## WORK ITEM
The entries below need to be transcribed verbatim.

## Records contained in a dataset
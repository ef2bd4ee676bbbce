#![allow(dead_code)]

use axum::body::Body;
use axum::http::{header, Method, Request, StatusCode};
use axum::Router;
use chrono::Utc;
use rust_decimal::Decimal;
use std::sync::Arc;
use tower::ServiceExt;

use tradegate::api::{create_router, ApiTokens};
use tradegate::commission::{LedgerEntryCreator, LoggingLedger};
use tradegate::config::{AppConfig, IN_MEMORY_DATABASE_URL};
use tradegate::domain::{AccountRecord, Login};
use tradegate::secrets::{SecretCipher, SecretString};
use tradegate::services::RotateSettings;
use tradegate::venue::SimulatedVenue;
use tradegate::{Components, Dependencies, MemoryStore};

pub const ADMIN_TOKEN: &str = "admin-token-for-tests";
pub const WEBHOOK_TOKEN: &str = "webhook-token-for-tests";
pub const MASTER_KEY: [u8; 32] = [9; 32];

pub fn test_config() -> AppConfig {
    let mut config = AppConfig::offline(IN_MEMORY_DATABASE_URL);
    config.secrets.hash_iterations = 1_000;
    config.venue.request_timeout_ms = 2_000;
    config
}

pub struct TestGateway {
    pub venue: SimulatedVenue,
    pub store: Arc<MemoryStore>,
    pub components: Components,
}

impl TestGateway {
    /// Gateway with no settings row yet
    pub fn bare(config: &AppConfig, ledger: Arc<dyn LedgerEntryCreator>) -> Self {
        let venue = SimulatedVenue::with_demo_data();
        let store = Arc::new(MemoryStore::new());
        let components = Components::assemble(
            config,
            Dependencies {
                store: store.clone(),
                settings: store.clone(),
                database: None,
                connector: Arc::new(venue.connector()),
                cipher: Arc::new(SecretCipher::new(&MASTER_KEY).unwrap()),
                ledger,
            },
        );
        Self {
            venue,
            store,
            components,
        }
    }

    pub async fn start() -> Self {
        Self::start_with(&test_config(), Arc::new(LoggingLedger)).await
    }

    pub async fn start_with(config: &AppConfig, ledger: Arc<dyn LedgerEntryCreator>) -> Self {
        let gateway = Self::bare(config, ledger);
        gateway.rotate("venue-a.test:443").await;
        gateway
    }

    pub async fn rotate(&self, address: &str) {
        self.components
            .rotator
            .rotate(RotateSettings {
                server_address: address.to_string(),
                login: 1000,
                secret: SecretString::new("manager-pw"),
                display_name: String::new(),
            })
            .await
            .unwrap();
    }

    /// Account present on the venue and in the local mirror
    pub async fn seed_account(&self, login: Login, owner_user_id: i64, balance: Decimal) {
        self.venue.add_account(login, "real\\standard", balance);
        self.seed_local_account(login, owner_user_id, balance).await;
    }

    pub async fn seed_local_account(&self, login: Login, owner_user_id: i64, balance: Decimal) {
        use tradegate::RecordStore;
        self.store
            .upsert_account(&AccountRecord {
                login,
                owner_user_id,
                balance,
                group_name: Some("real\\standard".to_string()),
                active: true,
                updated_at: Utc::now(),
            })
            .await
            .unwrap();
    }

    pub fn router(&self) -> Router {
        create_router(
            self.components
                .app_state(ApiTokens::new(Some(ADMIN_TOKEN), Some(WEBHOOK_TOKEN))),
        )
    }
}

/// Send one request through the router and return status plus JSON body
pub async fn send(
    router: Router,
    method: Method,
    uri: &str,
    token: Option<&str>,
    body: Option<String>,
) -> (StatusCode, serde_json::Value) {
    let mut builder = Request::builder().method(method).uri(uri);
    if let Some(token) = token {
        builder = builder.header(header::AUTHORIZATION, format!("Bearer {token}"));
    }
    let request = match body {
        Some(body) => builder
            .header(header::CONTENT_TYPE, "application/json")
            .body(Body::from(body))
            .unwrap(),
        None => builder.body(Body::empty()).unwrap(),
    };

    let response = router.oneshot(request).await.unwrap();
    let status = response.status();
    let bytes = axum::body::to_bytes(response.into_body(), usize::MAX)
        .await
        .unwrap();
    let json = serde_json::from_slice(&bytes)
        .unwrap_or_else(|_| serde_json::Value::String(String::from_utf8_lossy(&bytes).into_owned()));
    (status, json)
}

## ANSWER SPACE
repository ef2bd4ee676bbbce
#![allow(dead_code)]

use axum::body::Body;
use axum::http::{header, Method, Request, StatusCode};
use axum::Router;
use chrono::Utc;
use rust_decimal::Decimal;
use std::sync::Arc;
use tower::ServiceExt;

use tradegate::api::{create_router, ApiTokens};
use tradegate::commission::{LedgerEntryCreator, LoggingLedger};
use tradegate::config::{AppConfig, IN_MEMORY_DATABASE_URL};
use tradegate::domain::{AccountRecord, Login};
use tradegate::secrets::{SecretCipher, SecretString};
use tradegate::services::RotateSettings;
use tradegate::venue::SimulatedVenue;
use tradegate::{Components, Dependencies, MemoryStore};

pub const ADMIN_TOKEN: &str = "admin-token-for-tests";
pub const WEBHOOK_TOKEN: &str = "webhook-token-for-tests";
pub const MASTER_KEY: [u8; 32] = [9; 32];

pub fn test_config() -> AppConfig {
    let mut config = AppConfig::offline(IN_MEMORY_DATABASE_URL);
    config.secrets.hash_iterations = 1_000;
    config.venue.request_timeout_ms = 2_000;
    config
}

pub struct TestGateway {
    pub venue: SimulatedVenue,
    pub store: Arc<MemoryStore>,
    pub components: Components,
}

impl TestGateway {
    /// Gateway with no settings row yet
    pub fn bare(config: &AppConfig, ledger: Arc<dyn LedgerEntryCreator>) -> Self {
        let venue = SimulatedVenue::with_demo_data();
        let store = Arc::new(MemoryStore::new());
        let components = Components::assemble(
            config,
            Dependencies {
                store: store.clone(),
                settings: store.clone(),
                database: None,
                connector: Arc::new(venue.connector()),
                cipher: Arc::new(SecretCipher::new(&MASTER_KEY).unwrap()),
                ledger,
            },
        );
        Self {
            venue,
            store,
            components,
        }
    }

    pub async fn start() -> Self {
        Self::start_with(&test_config(), Arc::new(LoggingLedger)).await
    }

    pub async fn start_with(config: &AppConfig, ledger: Arc<dyn LedgerEntryCreator>) -> Self {
        let gateway = Self::bare(config, ledger);
        gateway.rotate("venue-a.test:443").await;
        gateway
    }

    pub async fn rotate(&self, address: &str) {
        self.components
            .rotator
            .rotate(RotateSettings {
                server_address: address.to_string(),
                login: 1000,
                secret: SecretString::new("manager-pw"),
                display_name: String::new(),
            })
            .await
            .unwrap();
    }

    /// Account present on the venue and in the local mirror
    pub async fn seed_account(&self, login: Login, owner_user_id: i64, balance: Decimal) {
        self.venue.add_account(login, "real\\standard", balance);
        self.seed_local_account(login, owner_user_id, balance).await;
    }

    pub async fn seed_local_account(&self, login: Login, owner_user_id: i64, balance: Decimal) {
        use tradegate::RecordStore;
        self.store
            .upsert_account(&AccountRecord {
                login,
                owner_user_id,
                balance,
                group_name: Some("real\\standard".to_string()),
                active: true,
                updated_at: Utc::now(),
            })
            .await
            .unwrap();
    }

    pub fn router(&self) -> Router {
        create_router(
            self.components
                .app_state(ApiTokens::new(Some(ADMIN_TOKEN), Some(WEBHOOK_TOKEN))),
        )
    }
}

/// Send one request through the router and return status plus JSON body
pub async fn send(
    router: Router,
    method: Method,
    uri: &str,
    token: Option<&str>,
    body: Option<String>,
) -> (StatusCode, serde_json::Value) {
    let mut builder = Request::builder().method(method).uri(uri);
    if let Some(token) = token {
        builder = builder.header(header::AUTHORIZATION, format!("Bearer {token}"));
    }
    let request = match body {
        Some(body) => builder
            .header(header::CONTENT_TYPE, "application/json")
            .body(Body::from(body))
            .unwrap(),
        None => builder.body(Body::empty()).unwrap(),
    };

    let response = router.oneshot(request).await.unwrap();
    let status = response.status();
    let bytes = axum::body::to_bytes(response.into_body(), usize::MAX)
        .await
        .unwrap();
    let json = serde_json::from_slice(&bytes)
        .unwrap_or_else(|_| serde_json::Value::String(String::from_utf8_lossy(&bytes).into_owned()));
    (status, json)
}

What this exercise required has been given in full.